#### Your task
The answer must consist of each line below that contains the word "waves", copied in full.

»»

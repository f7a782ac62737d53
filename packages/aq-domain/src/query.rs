use serde::{Deserialize, Serialize};

use crate::discovery::Discovery;

/// Raw query-string parameters as received from an HTTP request or a page loader.
///
/// Every field is kept as text so that coercion happens in one place, [`DiscoveryQuery::from_params`],
/// with the permissive fallbacks a read-only listing wants.
#[derive(Debug, Clone, Default, Serialize, Deserialize)]
#[serde(rename_all = "camelCase")]
pub struct QueryParams {
	pub rating: Option<String>,
	pub domain: Option<String>,
	pub min_similarity: Option<String>,
	pub sort_by: Option<String>,
	pub order: Option<String>,
	pub limit: Option<String>,
	pub offset: Option<String>,
}
impl QueryParams {
	/// Builds params from decoded query-string pairs. A repeated key keeps its first value;
	/// unknown keys are ignored.
	pub fn from_pairs<I>(pairs: I) -> Self
	where
		I: IntoIterator<Item = (String, String)>,
	{
		let mut params = Self::default();

		for (key, value) in pairs {
			let slot = match key.as_str() {
				"rating" => &mut params.rating,
				"domain" => &mut params.domain,
				"minSimilarity" => &mut params.min_similarity,
				"sortBy" => &mut params.sort_by,
				"order" => &mut params.order,
				"limit" => &mut params.limit,
				"offset" => &mut params.offset,
				_ => continue,
			};

			slot.get_or_insert(value);
		}

		params
	}
}

/// First value recorded for `key` in decoded query-string pairs.
pub fn first_value<'a>(pairs: &'a [(String, String)], key: &str) -> Option<&'a str> {
	pairs.iter().find(|(name, _)| name == key).map(|(_, value)| value.as_str())
}

#[derive(Debug, Clone, Copy, Default, PartialEq, Eq, Serialize, Deserialize)]
#[serde(rename_all = "lowercase")]
pub enum SortBy {
	#[default]
	Similarity,
	Rating,
	Id,
	Session,
	Domain,
}
impl SortBy {
	/// Unknown keys fall back to similarity.
	pub fn parse(raw: &str) -> Self {
		match raw.trim().to_ascii_lowercase().as_str() {
			"rating" => Self::Rating,
			"id" => Self::Id,
			"session" => Self::Session,
			"domain" => Self::Domain,
			_ => Self::Similarity,
		}
	}

	pub fn as_str(&self) -> &'static str {
		match self {
			Self::Similarity => "similarity",
			Self::Rating => "rating",
			Self::Id => "id",
			Self::Session => "session",
			Self::Domain => "domain",
		}
	}
}

#[derive(Debug, Clone, Copy, Default, PartialEq, Eq, Serialize, Deserialize)]
#[serde(rename_all = "lowercase")]
pub enum SortOrder {
	Asc,
	#[default]
	Desc,
}
impl SortOrder {
	pub fn parse(raw: &str) -> Self {
		if raw.trim().eq_ignore_ascii_case("asc") { Self::Asc } else { Self::Desc }
	}

	pub fn as_str(&self) -> &'static str {
		match self {
			Self::Asc => "asc",
			Self::Desc => "desc",
		}
	}
}

/// How ties between equally rated records are ordered under `sortBy=rating`.
#[derive(Debug, Clone, Copy, Default, PartialEq, Eq, Serialize, Deserialize)]
#[serde(rename_all = "snake_case")]
pub enum RatingTieBreak {
	/// Similarity follows the requested order, same as the primary key.
	#[default]
	FollowOrder,
	/// Similarity is always descending, whatever the requested order. Legacy listing behavior.
	SimilarityDesc,
}

/// Record-level predicates. Each field narrows independently; `None` means unconstrained.
#[derive(Debug, Clone, Default, PartialEq, Serialize, Deserialize)]
pub struct DiscoveryFilter {
	pub rating: Option<String>,
	pub domain: Option<String>,
	pub min_similarity: Option<f64>,
}
impl DiscoveryFilter {
	pub fn matches(&self, discovery: &Discovery) -> bool {
		if let Some(rating) = self.rating.as_deref()
			&& discovery.rating.as_str() != rating
		{
			return false;
		}
		if let Some(domain) = self.domain.as_deref()
			&& !discovery.domains.contains(domain)
		{
			return false;
		}
		if let Some(threshold) = self.min_similarity
			&& discovery.similarity < threshold
		{
			return false;
		}

		true
	}

	pub fn is_empty(&self) -> bool {
		self.rating.is_none() && self.domain.is_none() && self.min_similarity.is_none()
	}
}

#[derive(Debug, Clone, Default, PartialEq)]
pub struct DiscoveryQuery {
	pub filter: DiscoveryFilter,
	pub sort_by: SortBy,
	pub order: SortOrder,
	pub limit: Option<usize>,
	pub offset: usize,
	pub rating_tie_break: RatingTieBreak,
}
impl DiscoveryQuery {
	pub fn from_params(params: &QueryParams) -> Self {
		Self {
			filter: DiscoveryFilter {
				rating: parse_text(params.rating.as_deref()),
				domain: parse_text(params.domain.as_deref()),
				min_similarity: params.min_similarity.as_deref().and_then(parse_float),
			},
			sort_by: params.sort_by.as_deref().map(SortBy::parse).unwrap_or_default(),
			order: params.order.as_deref().map(SortOrder::parse).unwrap_or_default(),
			limit: params.limit.as_deref().and_then(parse_limit),
			offset: params.offset.as_deref().map(parse_offset).unwrap_or(0),
			rating_tie_break: RatingTieBreak::default(),
		}
	}

	pub fn with_rating_tie_break(mut self, rating_tie_break: RatingTieBreak) -> Self {
		self.rating_tie_break = rating_tie_break;

		self
	}
}

pub fn parse_text(raw: Option<&str>) -> Option<String> {
	raw.map(str::trim).filter(|value| !value.is_empty()).map(str::to_string)
}

pub fn parse_float(raw: &str) -> Option<f64> {
	raw.trim().parse::<f64>().ok().filter(|value| value.is_finite())
}

/// Accepts `"12"` as well as `"12.7"` (truncated), like a lenient integer parse.
pub fn parse_integer(raw: &str) -> Option<i64> {
	let trimmed = raw.trim();

	if let Ok(value) = trimmed.parse::<i64>() {
		return Some(value);
	}

	parse_float(trimmed).map(|value| value.trunc() as i64)
}

/// Negative or unparseable limits mean "no limit".
pub fn parse_limit(raw: &str) -> Option<usize> {
	parse_integer(raw).and_then(|value| usize::try_from(value).ok())
}

/// Negative or unparseable offsets mean "from the start".
pub fn parse_offset(raw: &str) -> usize {
	parse_integer(raw).and_then(|value| usize::try_from(value).ok()).unwrap_or(0)
}
use aq_config::Postgres;
use aq_storage::{
	db::Db,
	queries::{self, DiscoveryFilterArgs, PairFilterArgs},
};
use aq_testkit::TestDatabase;

async fn seed(db: &Db) {
	for statement in [
		"INSERT INTO papers (id, title, domain, arxiv_id) VALUES
			(1, 'Deposit runs', 'econ', '2301.00001'),
			(2, 'Quorum sensing', 'q-bio', NULL),
			(3, 'Packet congestion', 'cs', NULL),
			(4, 'Granular jamming', 'physics', NULL)",
		"INSERT INTO mechanisms (id, paper_id, description) VALUES
			(11, 1, 'Withdrawals raise default risk.'),
			(12, 2, 'Signal accumulates to a threshold.'),
			(13, 3, 'Retransmissions amplify delay.'),
			(14, 4, 'Density fluctuations grow into waves.')",
		"INSERT INTO discoveries (id, mechanism_1_id, mechanism_2_id, similarity, rating, explanation, session) VALUES
			(1, 11, 12, 0.74, 'excellent', 'Threshold cascade.', 37),
			(2, 13, 14, 0.61, 'good', 'Congestion waves.', 38),
			(3, 11, 14, 0.40, 'weak', 'Vocabulary overlap.', 36)",
		"INSERT INTO discovery_editorials (discovery_id, editorial_title, public_title, tags) VALUES
			(1, 'Runs', 'When depositors behave like bacteria', ARRAY['threshold'])",
		"INSERT INTO discovered_pairs (paper_1_id, paper_2_id, discovered_in_session) VALUES
			(1, 2, 37),
			(3, 4, 38)",
	] {
		sqlx::query(statement).execute(&db.pool).await.expect("Failed to seed test data.");
	}
}

async fn ids_in_domain(db: &Db, domain: &str) -> Vec<i64> {
	let args = DiscoveryFilterArgs { domain: Some(domain), ..Default::default() };
	let rows =
		queries::fetch_discoveries(db, args).await.expect("Failed to fetch discoveries by domain.");

	rows.iter().map(|row| row.id).collect()
}

#[tokio::test]
#[ignore = "Requires external Postgres. Set AQ_PG_DSN to run."]
async fn schema_bootstrap_is_idempotent() {
	let Some(base_dsn) = aq_testkit::env_dsn() else {
		eprintln!("Skipping schema_bootstrap_is_idempotent; set AQ_PG_DSN to run this test.");

		return;
	};
	let test_db = TestDatabase::new(&base_dsn).await.expect("Failed to create test database.");
	let cfg =
		Postgres { dsn: test_db.dsn().to_string(), pool_max_conns: 1, acquire_timeout_ms: 5_000 };
	let db = Db::connect(&cfg).await.expect("Failed to connect to Postgres.");

	db.ensure_schema().await.expect("Failed to ensure schema.");
	db.ensure_schema().await.expect("Failed to re-run schema bootstrap.");

	let count: i64 = sqlx::query_scalar(
		"SELECT count(*) FROM information_schema.tables WHERE table_name = 'discovery_editorials'",
	)
	.fetch_one(&db.pool)
	.await
	.expect("Failed to query schema tables.");

	assert_eq!(count, 1);

	db.close().await;
	test_db.cleanup().await.expect("Failed to cleanup test database.");
}

#[tokio::test]
#[ignore = "Requires external Postgres. Set AQ_PG_DSN to run."]
async fn discovery_filters_are_pushed_down() {
	let Some(base_dsn) = aq_testkit::env_dsn() else {
		eprintln!("Skipping discovery_filters_are_pushed_down; set AQ_PG_DSN to run this test.");

		return;
	};
	let test_db = TestDatabase::new(&base_dsn).await.expect("Failed to create test database.");
	let cfg =
		Postgres { dsn: test_db.dsn().to_string(), pool_max_conns: 1, acquire_timeout_ms: 5_000 };
	let db = Db::connect(&cfg).await.expect("Failed to connect to Postgres.");

	db.ensure_schema().await.expect("Failed to ensure schema.");
	seed(&db).await;

	let all = queries::fetch_discoveries(&db, DiscoveryFilterArgs::default())
		.await
		.expect("Failed to fetch discoveries.");

	// The weak-rated row never leaves the database.
	assert_eq!(all.iter().map(|row| row.id).collect::<Vec<_>>(), vec![1, 2]);

	let by_domain = queries::fetch_discoveries(
		&db,
		DiscoveryFilterArgs { domain: Some("q-bio"), ..Default::default() },
	)
	.await
	.expect("Failed to fetch discoveries by domain.");

	assert_eq!(by_domain.len(), 1);
	assert_eq!(by_domain[0].public_title.as_deref(), Some("When depositors behave like bacteria"));
	assert_eq!(by_domain[0].tags.as_deref(), Some(&["threshold".to_string()][..]));

	let by_similarity = queries::fetch_discoveries(
		&db,
		DiscoveryFilterArgs { min_similarity: Some(0.7), rating: Some("excellent"), domain: None },
	)
	.await
	.expect("Failed to fetch discoveries by similarity.");

	assert_eq!(by_similarity.len(), 1);

	let missing = queries::fetch_discovery(&db, 99).await.expect("Failed to fetch discovery.");

	assert!(missing.is_none());

	let pairs = queries::fetch_pairs(&db, PairFilterArgs { session: Some(38), ..Default::default() })
		.await
		.expect("Failed to fetch pairs.");

	assert_eq!(pairs.len(), 1);
	assert_eq!(pairs[0].similarity, Some(0.61));
	assert_eq!(queries::count_pairs(&db).await.expect("Failed to count pairs."), 2);

	db.close().await;
	test_db.cleanup().await.expect("Failed to cleanup test database.");
}

#[tokio::test]
#[ignore = "Requires external Postgres. Set AQ_PG_DSN to run."]
async fn domain_filter_matches_normalized_domains() {
	let Some(base_dsn) = aq_testkit::env_dsn() else {
		eprintln!("Skipping domain_filter_matches_normalized_domains; set AQ_PG_DSN to run this test.");

		return;
	};
	let test_db = TestDatabase::new(&base_dsn).await.expect("Failed to create test database.");
	let cfg =
		Postgres { dsn: test_db.dsn().to_string(), pool_max_conns: 1, acquire_timeout_ms: 5_000 };
	let db = Db::connect(&cfg).await.expect("Failed to connect to Postgres.");

	db.ensure_schema().await.expect("Failed to ensure schema.");
	seed(&db).await;

	for statement in [
		"INSERT INTO papers (id, title, domain, arxiv_id) VALUES
			(5, 'Blank domain', '', NULL),
			(6, 'Padded domain', ' econ ', NULL)",
		"INSERT INTO mechanisms (id, paper_id, description) VALUES
			(15, 5, 'Unlabelled mechanism.'),
			(16, 6, 'Padded mechanism.')",
		"INSERT INTO discoveries (id, mechanism_1_id, mechanism_2_id, similarity, rating, explanation, session) VALUES
			(4, 15, 16, 0.66, 'good', 'Normalization case.', 39)",
	] {
		sqlx::query(statement).execute(&db.pool).await.expect("Failed to seed test data.");
	}

	assert_eq!(ids_in_domain(&db, "unknown").await, vec![4]);
	assert_eq!(ids_in_domain(&db, "econ").await, vec![1, 4]);
	assert!(ids_in_domain(&db, "").await.is_empty());

	db.close().await;
	test_db.cleanup().await.expect("Failed to cleanup test database.");
}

««

#### Answer area
			(14, 4, 'Density fluctuations grow into waves.')",
			(2, 13, 14, 0.61, 'good', 'Congestion waves.', 38),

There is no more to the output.